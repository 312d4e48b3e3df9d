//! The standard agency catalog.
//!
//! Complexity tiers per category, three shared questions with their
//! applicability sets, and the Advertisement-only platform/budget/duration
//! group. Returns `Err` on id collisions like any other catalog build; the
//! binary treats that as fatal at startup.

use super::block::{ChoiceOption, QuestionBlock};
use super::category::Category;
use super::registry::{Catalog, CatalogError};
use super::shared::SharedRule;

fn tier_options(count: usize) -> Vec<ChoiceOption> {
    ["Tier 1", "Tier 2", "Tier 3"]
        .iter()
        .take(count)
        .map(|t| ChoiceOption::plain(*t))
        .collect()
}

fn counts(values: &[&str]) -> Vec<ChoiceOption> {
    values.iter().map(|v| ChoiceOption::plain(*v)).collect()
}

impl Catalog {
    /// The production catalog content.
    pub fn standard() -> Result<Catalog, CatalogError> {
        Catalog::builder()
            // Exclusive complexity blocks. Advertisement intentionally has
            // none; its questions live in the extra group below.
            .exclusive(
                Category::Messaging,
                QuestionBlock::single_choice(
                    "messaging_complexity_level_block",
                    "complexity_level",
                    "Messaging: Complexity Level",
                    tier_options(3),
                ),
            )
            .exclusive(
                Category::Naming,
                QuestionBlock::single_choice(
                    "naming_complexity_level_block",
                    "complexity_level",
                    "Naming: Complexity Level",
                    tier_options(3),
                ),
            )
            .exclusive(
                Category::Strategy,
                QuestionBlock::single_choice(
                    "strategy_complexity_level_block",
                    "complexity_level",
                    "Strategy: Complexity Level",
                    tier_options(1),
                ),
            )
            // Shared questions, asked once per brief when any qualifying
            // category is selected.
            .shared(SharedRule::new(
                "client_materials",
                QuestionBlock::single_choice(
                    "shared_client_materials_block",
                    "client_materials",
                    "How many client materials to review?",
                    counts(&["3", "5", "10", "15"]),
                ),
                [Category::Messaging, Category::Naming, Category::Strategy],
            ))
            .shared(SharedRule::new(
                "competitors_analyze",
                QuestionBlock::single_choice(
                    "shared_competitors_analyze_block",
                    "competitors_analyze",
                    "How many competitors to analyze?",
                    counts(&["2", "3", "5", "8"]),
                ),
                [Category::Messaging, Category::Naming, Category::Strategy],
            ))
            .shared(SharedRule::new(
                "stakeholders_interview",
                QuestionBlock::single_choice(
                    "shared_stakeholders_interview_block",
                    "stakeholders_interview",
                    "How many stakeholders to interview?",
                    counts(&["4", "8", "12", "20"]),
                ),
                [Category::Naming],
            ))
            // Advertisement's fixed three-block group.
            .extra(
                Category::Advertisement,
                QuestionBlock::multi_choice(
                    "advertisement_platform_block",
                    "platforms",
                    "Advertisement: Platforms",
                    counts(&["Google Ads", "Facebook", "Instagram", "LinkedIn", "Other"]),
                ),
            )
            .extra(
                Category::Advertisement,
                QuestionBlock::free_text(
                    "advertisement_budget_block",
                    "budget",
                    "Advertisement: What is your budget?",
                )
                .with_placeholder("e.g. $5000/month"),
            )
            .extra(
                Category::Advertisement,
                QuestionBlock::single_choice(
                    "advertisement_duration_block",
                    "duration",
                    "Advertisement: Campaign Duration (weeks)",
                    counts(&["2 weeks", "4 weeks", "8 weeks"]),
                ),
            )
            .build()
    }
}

--------------------------------

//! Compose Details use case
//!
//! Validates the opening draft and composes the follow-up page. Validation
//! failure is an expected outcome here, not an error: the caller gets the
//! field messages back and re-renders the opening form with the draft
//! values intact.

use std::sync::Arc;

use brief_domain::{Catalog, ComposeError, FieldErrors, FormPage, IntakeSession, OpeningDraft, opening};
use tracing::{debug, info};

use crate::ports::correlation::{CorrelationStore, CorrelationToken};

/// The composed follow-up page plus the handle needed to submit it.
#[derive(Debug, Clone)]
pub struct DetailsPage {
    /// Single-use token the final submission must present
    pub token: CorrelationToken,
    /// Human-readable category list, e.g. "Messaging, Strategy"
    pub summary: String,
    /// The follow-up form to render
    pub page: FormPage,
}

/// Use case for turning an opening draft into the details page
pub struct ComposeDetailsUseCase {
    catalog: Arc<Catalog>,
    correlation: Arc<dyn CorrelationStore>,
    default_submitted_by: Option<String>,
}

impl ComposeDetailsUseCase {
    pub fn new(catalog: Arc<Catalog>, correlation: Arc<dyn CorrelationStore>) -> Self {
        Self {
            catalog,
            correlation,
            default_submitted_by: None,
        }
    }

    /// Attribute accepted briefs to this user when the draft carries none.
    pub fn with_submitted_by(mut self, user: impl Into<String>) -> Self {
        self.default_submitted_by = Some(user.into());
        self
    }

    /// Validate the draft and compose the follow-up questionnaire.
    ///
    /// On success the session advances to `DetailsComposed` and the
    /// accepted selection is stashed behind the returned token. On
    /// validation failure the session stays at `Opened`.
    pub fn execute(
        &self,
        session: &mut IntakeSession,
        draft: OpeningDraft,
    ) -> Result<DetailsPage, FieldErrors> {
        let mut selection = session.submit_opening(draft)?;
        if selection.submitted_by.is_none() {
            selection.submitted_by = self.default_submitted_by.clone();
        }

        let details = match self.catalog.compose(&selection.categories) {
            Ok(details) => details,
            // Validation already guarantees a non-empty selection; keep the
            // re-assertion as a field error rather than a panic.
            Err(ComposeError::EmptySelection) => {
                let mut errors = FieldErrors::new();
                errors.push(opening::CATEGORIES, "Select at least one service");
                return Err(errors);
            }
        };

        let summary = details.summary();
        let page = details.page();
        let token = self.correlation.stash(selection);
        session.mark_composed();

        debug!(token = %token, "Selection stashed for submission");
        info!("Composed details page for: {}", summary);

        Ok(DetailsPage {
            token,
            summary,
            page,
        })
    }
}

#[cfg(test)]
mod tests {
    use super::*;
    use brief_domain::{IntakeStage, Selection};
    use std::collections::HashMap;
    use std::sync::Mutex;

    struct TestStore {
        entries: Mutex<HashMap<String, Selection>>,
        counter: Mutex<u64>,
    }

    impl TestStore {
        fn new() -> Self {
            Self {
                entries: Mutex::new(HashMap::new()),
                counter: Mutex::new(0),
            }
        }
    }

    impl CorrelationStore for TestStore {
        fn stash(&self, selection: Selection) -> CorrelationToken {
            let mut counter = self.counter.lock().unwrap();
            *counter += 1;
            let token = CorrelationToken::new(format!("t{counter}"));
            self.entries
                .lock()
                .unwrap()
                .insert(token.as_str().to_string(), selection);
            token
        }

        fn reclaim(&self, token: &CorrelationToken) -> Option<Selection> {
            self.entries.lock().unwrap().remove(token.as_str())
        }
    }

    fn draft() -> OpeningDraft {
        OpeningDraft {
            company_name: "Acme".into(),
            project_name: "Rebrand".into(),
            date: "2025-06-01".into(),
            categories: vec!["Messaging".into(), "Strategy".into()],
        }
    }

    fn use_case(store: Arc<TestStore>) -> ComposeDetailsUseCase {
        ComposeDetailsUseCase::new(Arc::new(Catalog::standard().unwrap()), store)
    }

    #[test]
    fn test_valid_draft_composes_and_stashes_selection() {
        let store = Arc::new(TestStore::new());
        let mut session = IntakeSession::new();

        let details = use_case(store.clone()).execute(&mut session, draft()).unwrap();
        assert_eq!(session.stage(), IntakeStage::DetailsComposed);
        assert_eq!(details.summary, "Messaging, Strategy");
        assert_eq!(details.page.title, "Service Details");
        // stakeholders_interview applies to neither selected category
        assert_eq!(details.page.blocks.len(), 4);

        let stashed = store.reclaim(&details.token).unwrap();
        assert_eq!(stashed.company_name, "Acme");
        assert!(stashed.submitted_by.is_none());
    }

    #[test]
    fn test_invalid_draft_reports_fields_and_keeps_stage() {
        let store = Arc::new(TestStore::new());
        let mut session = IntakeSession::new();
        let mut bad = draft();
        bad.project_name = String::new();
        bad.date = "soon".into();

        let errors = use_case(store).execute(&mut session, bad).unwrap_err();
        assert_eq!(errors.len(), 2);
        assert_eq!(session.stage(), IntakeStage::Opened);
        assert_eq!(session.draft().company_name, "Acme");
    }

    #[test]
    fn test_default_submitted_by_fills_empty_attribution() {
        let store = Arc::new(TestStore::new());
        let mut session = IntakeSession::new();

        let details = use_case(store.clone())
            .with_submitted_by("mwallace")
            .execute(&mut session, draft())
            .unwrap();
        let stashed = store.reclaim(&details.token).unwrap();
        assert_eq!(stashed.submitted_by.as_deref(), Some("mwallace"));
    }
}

--------------------------------

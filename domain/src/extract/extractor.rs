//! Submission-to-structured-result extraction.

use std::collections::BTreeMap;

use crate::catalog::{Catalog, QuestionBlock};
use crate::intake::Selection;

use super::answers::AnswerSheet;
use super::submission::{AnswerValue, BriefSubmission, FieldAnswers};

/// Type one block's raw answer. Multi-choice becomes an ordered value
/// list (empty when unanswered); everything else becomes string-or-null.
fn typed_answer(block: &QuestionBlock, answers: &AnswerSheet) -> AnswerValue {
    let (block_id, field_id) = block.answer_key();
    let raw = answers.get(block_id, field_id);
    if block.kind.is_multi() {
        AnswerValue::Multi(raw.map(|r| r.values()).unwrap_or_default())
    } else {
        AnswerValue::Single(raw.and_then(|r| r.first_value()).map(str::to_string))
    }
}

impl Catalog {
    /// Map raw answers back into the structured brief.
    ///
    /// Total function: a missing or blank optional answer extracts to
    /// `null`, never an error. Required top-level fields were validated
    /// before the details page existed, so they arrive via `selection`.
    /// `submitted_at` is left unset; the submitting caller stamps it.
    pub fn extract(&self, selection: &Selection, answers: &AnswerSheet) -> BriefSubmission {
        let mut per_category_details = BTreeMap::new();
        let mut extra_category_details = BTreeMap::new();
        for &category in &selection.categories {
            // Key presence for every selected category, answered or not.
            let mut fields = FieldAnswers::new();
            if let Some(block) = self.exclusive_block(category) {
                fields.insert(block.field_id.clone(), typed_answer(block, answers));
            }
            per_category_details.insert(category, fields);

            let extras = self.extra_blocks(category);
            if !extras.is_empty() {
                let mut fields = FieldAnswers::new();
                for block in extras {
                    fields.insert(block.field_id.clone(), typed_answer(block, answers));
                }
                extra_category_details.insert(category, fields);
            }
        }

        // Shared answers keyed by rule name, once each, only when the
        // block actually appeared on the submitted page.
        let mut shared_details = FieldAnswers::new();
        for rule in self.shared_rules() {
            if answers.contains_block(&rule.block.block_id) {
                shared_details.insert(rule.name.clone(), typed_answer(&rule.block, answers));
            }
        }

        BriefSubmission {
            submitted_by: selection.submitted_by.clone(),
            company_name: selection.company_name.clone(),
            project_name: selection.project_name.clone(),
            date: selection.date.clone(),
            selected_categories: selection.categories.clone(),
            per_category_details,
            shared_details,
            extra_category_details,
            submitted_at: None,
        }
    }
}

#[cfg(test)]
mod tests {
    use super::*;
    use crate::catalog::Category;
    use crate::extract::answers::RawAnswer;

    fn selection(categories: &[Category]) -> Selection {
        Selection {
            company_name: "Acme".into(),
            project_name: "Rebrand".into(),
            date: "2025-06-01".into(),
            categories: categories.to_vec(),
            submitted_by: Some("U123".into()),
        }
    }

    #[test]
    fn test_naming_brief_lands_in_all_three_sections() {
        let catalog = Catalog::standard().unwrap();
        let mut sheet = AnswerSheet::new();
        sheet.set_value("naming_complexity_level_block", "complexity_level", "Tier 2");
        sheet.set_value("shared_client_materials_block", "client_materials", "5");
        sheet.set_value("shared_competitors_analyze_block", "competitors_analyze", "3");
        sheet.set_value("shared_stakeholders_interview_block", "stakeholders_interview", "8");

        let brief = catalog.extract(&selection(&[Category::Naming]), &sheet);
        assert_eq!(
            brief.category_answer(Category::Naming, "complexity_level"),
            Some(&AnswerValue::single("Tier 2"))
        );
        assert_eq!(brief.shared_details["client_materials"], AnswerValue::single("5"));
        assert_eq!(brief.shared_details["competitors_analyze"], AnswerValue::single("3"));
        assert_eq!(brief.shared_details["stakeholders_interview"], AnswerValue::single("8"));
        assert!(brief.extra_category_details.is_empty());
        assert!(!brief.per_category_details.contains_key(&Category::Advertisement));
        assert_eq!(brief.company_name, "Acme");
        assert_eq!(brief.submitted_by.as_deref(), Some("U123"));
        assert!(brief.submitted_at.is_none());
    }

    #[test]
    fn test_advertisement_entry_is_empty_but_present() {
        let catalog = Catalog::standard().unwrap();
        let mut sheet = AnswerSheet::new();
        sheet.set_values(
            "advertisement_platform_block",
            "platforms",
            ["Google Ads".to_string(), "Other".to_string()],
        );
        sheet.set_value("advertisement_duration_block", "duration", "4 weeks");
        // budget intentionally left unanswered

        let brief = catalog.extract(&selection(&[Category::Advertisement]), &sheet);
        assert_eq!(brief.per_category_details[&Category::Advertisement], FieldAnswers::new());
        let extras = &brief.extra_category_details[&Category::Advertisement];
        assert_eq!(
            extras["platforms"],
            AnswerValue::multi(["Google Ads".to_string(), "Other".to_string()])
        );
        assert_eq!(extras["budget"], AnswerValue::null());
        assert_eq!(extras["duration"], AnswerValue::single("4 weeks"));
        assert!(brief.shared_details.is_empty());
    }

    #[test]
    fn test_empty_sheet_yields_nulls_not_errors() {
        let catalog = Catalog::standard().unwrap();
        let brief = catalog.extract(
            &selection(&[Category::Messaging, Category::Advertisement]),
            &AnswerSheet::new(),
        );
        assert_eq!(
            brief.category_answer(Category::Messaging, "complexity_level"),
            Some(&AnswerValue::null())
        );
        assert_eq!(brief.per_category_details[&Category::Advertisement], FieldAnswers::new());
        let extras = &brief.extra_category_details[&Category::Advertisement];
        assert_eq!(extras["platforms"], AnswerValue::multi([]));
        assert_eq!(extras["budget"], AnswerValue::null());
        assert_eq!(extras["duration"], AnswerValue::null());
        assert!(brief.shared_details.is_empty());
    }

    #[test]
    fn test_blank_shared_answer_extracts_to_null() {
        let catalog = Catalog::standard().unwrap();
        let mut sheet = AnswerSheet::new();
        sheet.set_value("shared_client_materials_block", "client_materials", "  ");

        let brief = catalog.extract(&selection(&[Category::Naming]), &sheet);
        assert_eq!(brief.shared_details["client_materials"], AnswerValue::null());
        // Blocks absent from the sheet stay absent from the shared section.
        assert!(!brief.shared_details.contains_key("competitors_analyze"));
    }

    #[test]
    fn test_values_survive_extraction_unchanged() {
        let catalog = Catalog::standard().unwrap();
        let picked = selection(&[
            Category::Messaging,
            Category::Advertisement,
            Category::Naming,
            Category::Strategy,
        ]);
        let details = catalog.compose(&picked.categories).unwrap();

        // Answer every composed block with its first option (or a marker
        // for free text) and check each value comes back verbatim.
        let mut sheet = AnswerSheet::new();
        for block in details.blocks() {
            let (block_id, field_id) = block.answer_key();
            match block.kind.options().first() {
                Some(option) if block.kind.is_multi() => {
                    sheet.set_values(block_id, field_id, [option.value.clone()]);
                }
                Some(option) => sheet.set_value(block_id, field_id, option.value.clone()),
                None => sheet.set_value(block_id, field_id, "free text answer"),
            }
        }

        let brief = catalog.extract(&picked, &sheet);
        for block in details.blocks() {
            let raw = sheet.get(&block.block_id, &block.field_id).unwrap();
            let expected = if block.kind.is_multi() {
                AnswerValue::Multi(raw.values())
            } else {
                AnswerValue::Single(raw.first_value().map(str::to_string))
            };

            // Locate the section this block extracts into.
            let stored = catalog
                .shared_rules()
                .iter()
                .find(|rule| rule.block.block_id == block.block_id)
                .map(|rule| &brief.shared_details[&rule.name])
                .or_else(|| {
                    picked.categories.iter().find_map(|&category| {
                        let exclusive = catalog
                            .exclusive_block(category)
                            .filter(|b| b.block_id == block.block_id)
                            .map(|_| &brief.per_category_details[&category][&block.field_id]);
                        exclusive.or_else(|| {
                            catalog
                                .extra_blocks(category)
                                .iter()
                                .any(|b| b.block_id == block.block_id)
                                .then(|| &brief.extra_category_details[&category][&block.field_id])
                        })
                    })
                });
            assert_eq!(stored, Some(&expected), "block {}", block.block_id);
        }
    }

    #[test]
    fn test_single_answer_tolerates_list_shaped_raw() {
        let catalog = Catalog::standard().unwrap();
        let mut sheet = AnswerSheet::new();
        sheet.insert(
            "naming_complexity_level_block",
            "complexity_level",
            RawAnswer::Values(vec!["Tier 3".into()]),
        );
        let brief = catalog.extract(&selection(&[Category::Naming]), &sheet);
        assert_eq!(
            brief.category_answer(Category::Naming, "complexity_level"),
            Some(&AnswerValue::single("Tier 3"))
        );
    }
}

--------------------------------

- **What you will do**: Lines with the word "entries" in them: report all of these from the listing above.

- **Expected answer**:
        entries: Mutex<HashMap<String, Selection>>,
                entries: Mutex::new(HashMap::new()),
            self.entries
            self.entries.lock().unwrap().remove(token.as_str())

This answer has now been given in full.